Aim of the task: Repeat the entries below exactly and in full.

Data to process:
--- START ---
//! # Port Bitmaps
//!
//! One bit per I/O port. Used for the direct-access (`ioperm`) map, the
//! trace map and the force-fast map.

use crate::access::Width;

const WORDS: usize = 0x1_0000 / 64;

#[derive(Clone)]
pub struct PortBitmap {
    bits: Box<[u64; WORDS]>,
}

impl Default for PortBitmap {
    fn default() -> Self {
        Self::new()
    }
}

impl core::fmt::Debug for PortBitmap {
    fn fmt(&self, f: &mut core::fmt::Formatter<'_>) -> core::fmt::Result {
        f.debug_struct("PortBitmap")
            .field("set", &self.count())
            .finish()
    }
}

impl PortBitmap {
    #[must_use]
    pub fn new() -> Self {
        Self {
            bits: Box::new([0; WORDS]),
        }
    }

    #[inline]
    const fn locate(port: u16) -> (usize, u64) {
        let port = port as usize;
        (port / 64, 1 << (port % 64))
    }

    #[inline]
    #[must_use]
    pub fn test(&self, port: u16) -> bool {
        let (word, bit) = Self::locate(port);
        self.bits[word] & bit != 0
    }

    #[inline]
    pub fn set(&mut self, port: u16) {
        let (word, bit) = Self::locate(port);
        self.bits[word] |= bit;
    }

    #[inline]
    pub fn clear(&mut self, port: u16) {
        let (word, bit) = Self::locate(port);
        self.bits[word] &= !bit;
    }

    /// Sets or clears `len` consecutive ports starting at `start`.
    /// Ports past 0xFFFF are ignored.
    pub fn assign_range(&mut self, start: u16, len: usize, value: bool) {
        for port in (usize::from(start)..usize::from(start) + len).take_while(|&p| p <= 0xFFFF) {
            #[allow(clippy::cast_possible_truncation)]
            let port = port as u16;
            if value {
                self.set(port);
            } else {
                self.clear(port);
            }
        }
    }

    /// `true` if every port touched by an access of `width` at `port` is set.
    /// The span wraps at 0xFFFF like the port address itself.
    #[inline]
    #[must_use]
    pub fn covers(&self, port: u16, width: Width) -> bool {
        (0..width.bytes()).all(|offset| self.test(port.wrapping_add(offset)))
    }

    pub fn clear_all(&mut self) {
        self.bits.fill(0);
    }

    #[must_use]
    pub fn any(&self) -> bool {
        self.bits.iter().any(|w| *w != 0)
    }

    #[must_use]
    pub fn count(&self) -> u32 {
        self.bits.iter().map(|w| w.count_ones()).sum()
    }
}

#[cfg(test)]
mod tests {
    use super::*;

    #[test]
    fn set_test_clear() {
        let mut map = PortBitmap::new();
        assert!(!map.test(0x3f8));
        map.set(0x3f8);
        assert!(map.test(0x3f8));
        assert!(!map.test(0x3f9));
        map.clear(0x3f8);
        assert!(!map.any());
    }

    #[test]
    fn range_stops_at_last_port() {
        let mut map = PortBitmap::new();
        map.assign_range(0xfffe, 8, true);
        assert_eq!(map.count(), 2);
        assert!(map.test(0xffff));
    }

    #[test]
    fn covers_requires_every_byte() {
        let mut map = PortBitmap::new();
        map.assign_range(0x100, 3, true);
        assert!(map.covers(0x100, Width::Word));
        assert!(!map.covers(0x100, Width::Dword));
        map.set(0x103);
        assert!(map.covers(0x100, Width::Dword));
    }

    #[test]
    fn covers_wraps_around() {
        let mut map = PortBitmap::new();
        map.set(0xffff);
        map.set(0x0000);
        assert!(map.covers(0xffff, Width::Word));
    }
}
--- END ---
Written reply:
//! # Port Bitmaps
//!
//! One bit per I/O port. Used for the direct-access (`ioperm`) map, the
//! trace map and the force-fast map.

use crate::access::Width;

const WORDS: usize = 0x1_0000 / 64;

#[derive(Clone)]
pub struct PortBitmap {
    bits: Box<[u64; WORDS]>,
}

impl Default for PortBitmap {
    fn default() -> Self {
        Self::new()
    }
}

impl core::fmt::Debug for PortBitmap {
    fn fmt(&self, f: &mut core::fmt::Formatter<'_>) -> core::fmt::Result {
        f.debug_struct("PortBitmap")
            .field("set", &self.count())
            .finish()
    }
}

impl PortBitmap {
    #[must_use]
    pub fn new() -> Self {
        Self {
            bits: Box::new([0; WORDS]),
        }
    }

    #[inline]
    const fn locate(port: u16) -> (usize, u64) {
        let port = port as usize;
        (port / 64, 1 << (port % 64))
    }

    #[inline]
    #[must_use]
    pub fn test(&self, port: u16) -> bool {
        let (word, bit) = Self::locate(port);
        self.bits[word] & bit != 0
    }

    #[inline]
    pub fn set(&mut self, port: u16) {
        let (word, bit) = Self::locate(port);
        self.bits[word] |= bit;
    }

    #[inline]
    pub fn clear(&mut self, port: u16) {
        let (word, bit) = Self::locate(port);
        self.bits[word] &= !bit;
    }

    /// Sets or clears `len` consecutive ports starting at `start`.
    /// Ports past 0xFFFF are ignored.
    pub fn assign_range(&mut self, start: u16, len: usize, value: bool) {
        for port in (usize::from(start)..usize::from(start) + len).take_while(|&p| p <= 0xFFFF) {
            #[allow(clippy::cast_possible_truncation)]
            let port = port as u16;
            if value {
                self.set(port);
            } else {
                self.clear(port);
            }
        }
    }

    /// `true` if every port touched by an access of `width` at `port` is set.
    /// The span wraps at 0xFFFF like the port address itself.
    #[inline]
    #[must_use]
    pub fn covers(&self, port: u16, width: Width) -> bool {
        (0..width.bytes()).all(|offset| self.test(port.wrapping_add(offset)))
    }

    pub fn clear_all(&mut self) {
        self.bits.fill(0);
    }

    #[must_use]
    pub fn any(&self) -> bool {
        self.bits.iter().any(|w| *w != 0)
    }

    #[must_use]
    pub fn count(&self) -> u32 {
        self.bits.iter().map(|w| w.count_ones()).sum()
    }
}

#[cfg(test)]
mod tests {
    use super::*;

    #[test]
    fn set_test_clear() {
        let mut map = PortBitmap::new();
        assert!(!map.test(0x3f8));
        map.set(0x3f8);
        assert!(map.test(0x3f8));
        assert!(!map.test(0x3f9));
        map.clear(0x3f8);
        assert!(!map.any());
    }

    #[test]
    fn range_stops_at_last_port() {
        let mut map = PortBitmap::new();
        map.assign_range(0xfffe, 8, true);
        assert_eq!(map.count(), 2);
        assert!(map.test(0xffff));
    }

    #[test]
    fn covers_requires_every_byte() {
        let mut map = PortBitmap::new();
        map.assign_range(0x100, 3, true);
        assert!(map.covers(0x100, Width::Word));
        assert!(!map.covers(0x100, Width::Dword));
        map.set(0x103);
        assert!(map.covers(0x100, Width::Dword));
    }

    #[test]
    fn covers_wraps_around() {
        let mut map = PortBitmap::new();
        map.set(0xffff);
        map.set(0x0000);
        assert!(map.covers(0xffff, Width::Word));
    }
}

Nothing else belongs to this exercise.